Desethylamiodarone prolongation of cardiac repolarization is dependent on gene expression:: A novel antiarrhythmic mechanism

Desethylamiodarone (DEA) is the major metabolite of amiodarone and has similar electrophysiologic effects with prolongation of the repolarization that is reversed by thyroid hormone (T-3) Some of the electrophysiologic effects are probably due to antagonism of T-3 at the receptor level. Such effects of T-3 are mediated by modulation of gene transcription. The aim of this study was to investigate whether cycloheximide (Cy), an inhibitor of protein synthesis, and actinomycin D (ActD), a RNA-synthesis inhibitor, block DEA-induced prolongation of the repolarization and whether DEA takes part in the autoregulation of the nuclear thyroid hormone-receptor subtypes (ThR). Corrected monophasic action potentials (MAP,) and QT(c) were measured in Langendorff-perfused guinea pig hearts for 1 h. The hearts were continuously perfused with (a) vehicle. (b) 7.5 mu M Cy, (c) 5 mu M DEA, (d) 5 mu M DEA + 7.5 mu M Cy, (e) 1 mu M T-3 (f) 5 mu M DEA + 1 mu M T-3, (g) 1.5 mu M ActD, and (h) ActD + DEA. A potassium channel blocker with class III antiarrhythmic effects, 0.5 mu M almokalant, was used as a control, separately and together with Cy. Western blot analysis for the ThR subtypes alpha, beta(1), and beta(2) was performed on vehicle- and DEA-treated hearts. DEA increased MAPc by 19% (p < 0.0005) and QT(c) by 18% (p < 0.0005). There was no effect on MAP or QT(c) when Cy, ActD, or T3 was added with DEA. Almokalant increased MAP, by 14% (p < 0.005) and QT(c) by 13% (p < 0.0005).
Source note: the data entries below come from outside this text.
//! Held-out evaluation for the spread models

use serde::Serialize;
use std::fmt;

/// Share of matching labels
pub fn accuracy(truth: &[u8], predicted: &[u8]) -> f64 {
    if truth.is_empty() {
        return 0.0;
    }
    let hits = truth.iter().zip(predicted).filter(|(a, b)| a == b).count();
    hits as f64 / truth.len() as f64
}

/// Area under the ROC curve via the rank-sum statistic
///
/// Tied scores share their average rank. Returns `None` when only one class
/// is present.
pub fn roc_auc(truth: &[u8], scores: &[f64]) -> Option<f64> {
    let positives = truth.iter().filter(|&&t| t == 1).count();
    let negatives = truth.len() - positives;
    if positives == 0 || negatives == 0 {
        return None;
    }

    let mut order: Vec<usize> = (0..scores.len()).collect();
    order.sort_by(|&a, &b| scores[a].total_cmp(&scores[b]));

    let mut rank_sum = 0.0;
    let mut start = 0;
    while start < order.len() {
        let mut end = start + 1;
        while end < order.len() && scores[order[end]] == scores[order[start]] {
            end += 1;
        }
        // Ranks are 1-based: the tied block covers start+1 ..= end
        let avg_rank = (start + 1 + end) as f64 / 2.0;
        rank_sum += order[start..end]
            .iter()
            .filter(|&&i| truth[i] == 1)
            .count() as f64
            * avg_rank;
        start = end;
    }

    let p = positives as f64;
    Some((rank_sum - p * (p + 1.0) / 2.0) / (p * negatives as f64))
}

/// 2×2 confusion matrix, rows = truth, columns = prediction
#[derive(Debug, Clone, Copy, Default, PartialEq, Eq, Serialize)]
pub struct ConfusionMatrix {
    pub true_negative: usize,
    pub false_positive: usize,
    pub false_negative: usize,
    pub true_positive: usize,
}

impl ConfusionMatrix {
    pub fn from_labels(truth: &[u8], predicted: &[u8]) -> Self {
        let mut m = Self::default();
        for (&t, &p) in truth.iter().zip(predicted) {
            match (t == 1, p == 1) {
                (false, false) => m.true_negative += 1,
                (false, true) => m.false_positive += 1,
                (true, false) => m.false_negative += 1,
                (true, true) => m.true_positive += 1,
            }
        }
        m
    }
}

impl fmt::Display for ConfusionMatrix {
    fn fmt(&self, f: &mut fmt::Formatter<'_>) -> fmt::Result {
        writeln!(f, "[[{:>6} {:>6}]", self.true_negative, self.false_positive)?;
        write!(f, " [{:>6} {:>6}]]", self.false_negative, self.true_positive)
    }
}

/// Precision/recall/F1 for one class
#[derive(Debug, Clone, Copy, PartialEq, Serialize)]
pub struct ClassScores {
    pub precision: f64,
    pub recall: f64,
    pub f1: f64,
    pub support: usize,
}

impl ClassScores {
    fn new(tp: usize, fp: usize, fn_: usize) -> Self {
        let ratio = |num: usize, den: usize| {
            if den == 0 {
                0.0
            } else {
                num as f64 / den as f64
            }
        };
        let precision = ratio(tp, tp + fp);
        let recall = ratio(tp, tp + fn_);
        let f1 = if precision + recall > 0.0 {
            2.0 * precision * recall / (precision + recall)
        } else {
            0.0
        };
        Self {
            precision,
            recall,
            f1,
            support: tp + fn_,
        }
    }
}

/// Per-class report for the binary spread label
#[derive(Debug, Clone, Copy, PartialEq, Serialize)]
pub struct ClassificationReport {
    pub no_spread: ClassScores,
    pub spread: ClassScores,
    pub accuracy: f64,
    pub confusion: ConfusionMatrix,
}

impl ClassificationReport {
    pub fn new(truth: &[u8], predicted: &[u8]) -> Self {
        let c = ConfusionMatrix::from_labels(truth, predicted);
        Self {
            no_spread: ClassScores::new(c.true_negative, c.false_negative, c.false_positive),
            spread: ClassScores::new(c.true_positive, c.false_positive, c.false_negative),
            accuracy: accuracy(truth, predicted),
            confusion: c,
        }
    }
}

impl fmt::Display for ClassificationReport {
    fn fmt(&self, f: &mut fmt::Formatter<'_>) -> fmt::Result {
        writeln!(
            f,
            "{:>12} {:>9} {:>9} {:>9} {:>9}",
            "", "precision", "recall", "f1-score", "support"
        )?;
        for (name, s) in [("No Spread", self.no_spread), ("Spread", self.spread)] {
            writeln!(
                f,
                "{:>12} {:>9.2} {:>9.2} {:>9.2} {:>9}",
                name, s.precision, s.recall, s.f1, s.support
            )?;
        }
        write!(
            f,
            "{:>12} {:>29.2} {:>9}",
            "accuracy",
            self.accuracy,
            self.no_spread.support + self.spread.support
        )
    }
}

/// Regression error summary
#[derive(Debug, Clone, Copy, PartialEq, Serialize)]
pub struct RegressionScores {
    pub mse: f64,
    pub rmse: f64,
    pub mae: f64,
    pub r2: f64,
}

impl RegressionScores {
    pub fn new(truth: &[f64], predicted: &[f64]) -> Self {
        let mse = mean_squared_error(truth, predicted);
        Self {
            mse,
            rmse: mse.sqrt(),
            mae: mean_absolute_error(truth, predicted),
            r2: r2_score(truth, predicted),
        }
    }
}

impl fmt::Display for RegressionScores {
    fn fmt(&self, f: &mut fmt::Formatter<'_>) -> fmt::Result {
        write!(
            f,
            "MSE: {:.4}  RMSE: {:.4}  MAE: {:.4}  R²: {:.4}",
            self.mse, self.rmse, self.mae, self.r2
        )
    }
}

pub fn mean_squared_error(truth: &[f64], predicted: &[f64]) -> f64 {
    if truth.is_empty() {
        return 0.0;
    }
    truth
        .iter()
        .zip(predicted)
        .map(|(t, p)| (t - p) * (t - p))
        .sum::<f64>()
        / truth.len() as f64
}

pub fn mean_absolute_error(truth: &[f64], predicted: &[f64]) -> f64 {
    if truth.is_empty() {
        return 0.0;
    }
    truth
        .iter()
        .zip(predicted)
        .map(|(t, p)| (t - p).abs())
        .sum::<f64>()
        / truth.len() as f64
}

/// Coefficient of determination; 0 for a constant target predicted exactly
pub fn r2_score(truth: &[f64], predicted: &[f64]) -> f64 {
    if truth.is_empty() {
        return 0.0;
    }
    let mean = truth.iter().sum::<f64>() / truth.len() as f64;
    let ss_tot: f64 = truth.iter().map(|t| (t - mean) * (t - mean)).sum();
    let ss_res: f64 = truth
        .iter()
        .zip(predicted)
        .map(|(t, p)| (t - p) * (t - p))
        .sum();
    if ss_tot == 0.0 {
        if ss_res == 0.0 {
            0.0
        } else {
            f64::NEG_INFINITY
        }
    } else {
        1.0 - ss_res / ss_tot
    }
}
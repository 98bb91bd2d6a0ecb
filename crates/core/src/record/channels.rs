//! Named raster channels of a Next Day Wildfire Spread record
//!
//! Every channel is a flattened 64×64 raster. Channels that are missing (or
//! stored as something other than a non-empty float list) become all-zero
//! arrays; short channels are zero-padded to the layout length. Longer channels
//! are kept intact, which means the square reshape used for the fire shape
//! ratio fails for them and the ratio falls back to its neutral value.

use crate::record::example::Example;
use serde::{Deserialize, Serialize};

/// Raster channels consumed by the feature extractor
#[derive(Debug, Clone, Copy, PartialEq, Eq, Hash)]
pub enum Channel {
    /// Terrain elevation (m)
    Elevation,
    /// Wind direction (degrees)
    WindDirection,
    /// Wind speed
    WindSpeed,
    /// Minimum temperature
    TempMin,
    /// Maximum temperature
    TempMax,
    /// Specific humidity
    Humidity,
    /// Palmer drought severity index
    Drought,
    /// Normalized difference vegetation index
    Vegetation,
    /// Fire mask on the observation day
    PrevFireMask,
    /// Fire mask on the following day
    FireMask,
}

impl Channel {
    /// All channels, in feature-vector order
    pub const ALL: [Channel; 10] = [
        Channel::Elevation,
        Channel::WindDirection,
        Channel::WindSpeed,
        Channel::TempMin,
        Channel::TempMax,
        Channel::Humidity,
        Channel::Drought,
        Channel::Vegetation,
        Channel::PrevFireMask,
        Channel::FireMask,
    ];

    /// Feature key inside the Example message
    pub const fn key(self) -> &'static str {
        match self {
            Self::Elevation => "elevation",
            Self::WindDirection => "th",
            Self::WindSpeed => "vs",
            Self::TempMin => "tmmn",
            Self::TempMax => "tmmx",
            Self::Humidity => "sph",
            Self::Drought => "pdsi",
            Self::Vegetation => "NDVI",
            Self::PrevFireMask => "PrevFireMask",
            Self::FireMask => "FireMask",
        }
    }
}

/// Expected raster geometry
#[derive(Debug, Clone, Copy, PartialEq, Eq, Serialize, Deserialize)]
#[serde(default)]
pub struct ChannelLayout {
    /// Flattened channel length
    pub length: usize,
    /// Side of the square grid used to reshape fire masks
    pub side: usize,
}

impl Default for ChannelLayout {
    fn default() -> Self {
        Self {
            length: 4096,
            side: 64,
        }
    }
}

/// One record with every channel materialized as a float array
#[derive(Debug, Clone, PartialEq)]
pub struct FireRecord {
    pub elevation: Vec<f32>,
    pub wind_direction: Vec<f32>,
    pub wind_speed: Vec<f32>,
    pub temp_min: Vec<f32>,
    pub temp_max: Vec<f32>,
    pub humidity: Vec<f32>,
    pub drought: Vec<f32>,
    pub vegetation: Vec<f32>,
    pub prev_fire_mask: Vec<f32>,
    pub fire_mask: Vec<f32>,
}

impl FireRecord {
    /// Materialize all channels from a decoded Example
    pub fn from_example(example: &Example, layout: ChannelLayout) -> Self {
        let channel = |c: Channel| channel_array(example, c.key(), layout.length);
        Self {
            elevation: channel(Channel::Elevation),
            wind_direction: channel(Channel::WindDirection),
            wind_speed: channel(Channel::WindSpeed),
            temp_min: channel(Channel::TempMin),
            temp_max: channel(Channel::TempMax),
            humidity: channel(Channel::Humidity),
            drought: channel(Channel::Drought),
            vegetation: channel(Channel::Vegetation),
            prev_fire_mask: channel(Channel::PrevFireMask),
            fire_mask: channel(Channel::FireMask),
        }
    }

    /// Borrow a channel by name
    pub fn channel(&self, channel: Channel) -> &[f32] {
        match channel {
            Channel::Elevation => &self.elevation,
            Channel::WindDirection => &self.wind_direction,
            Channel::WindSpeed => &self.wind_speed,
            Channel::TempMin => &self.temp_min,
            Channel::TempMax => &self.temp_max,
            Channel::Humidity => &self.humidity,
            Channel::Drought => &self.drought,
            Channel::Vegetation => &self.vegetation,
            Channel::PrevFireMask => &self.prev_fire_mask,
            Channel::FireMask => &self.fire_mask,
        }
    }

    /// Record with every channel zero-filled to `layout.length`
    pub fn zeroed(layout: ChannelLayout) -> Self {
        Self::from_example(&Example::new(), layout)
    }
}

/// Float array for `key`, zero-padded to `default_len`
fn channel_array(example: &Example, key: &str, default_len: usize) -> Vec<f32> {
    match example.floats(key) {
        Some(values) if !values.is_empty() => {
            let mut arr = values.to_vec();
            if arr.len() < default_len {
                arr.resize(default_len, 0.0);
            }
            arr
        }
        _ => vec![0.0; default_len],
    }
}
When Cy was present, almokalant still induced a similar prolongation of MAP, by 14% (p < 0.005) and QT(c) by 17% (p < 0.0005). Western blot analysis revealed no change in the expression of the ThR protein. In conclusion, the prolongation of the cardiac repolarization by DEA, but not almokalant, can be totally blocked by Cy and ActD. This indicates that the class III action of DEA is at least in part dependent on transcription rather than a direct effect on cell-membrane channels or receptors. The action of DEA could be reversed by T-3, indicating an antagonism between DEA and T3 These results suggest a new antiarrhythmic mechanism dependent on gene expression.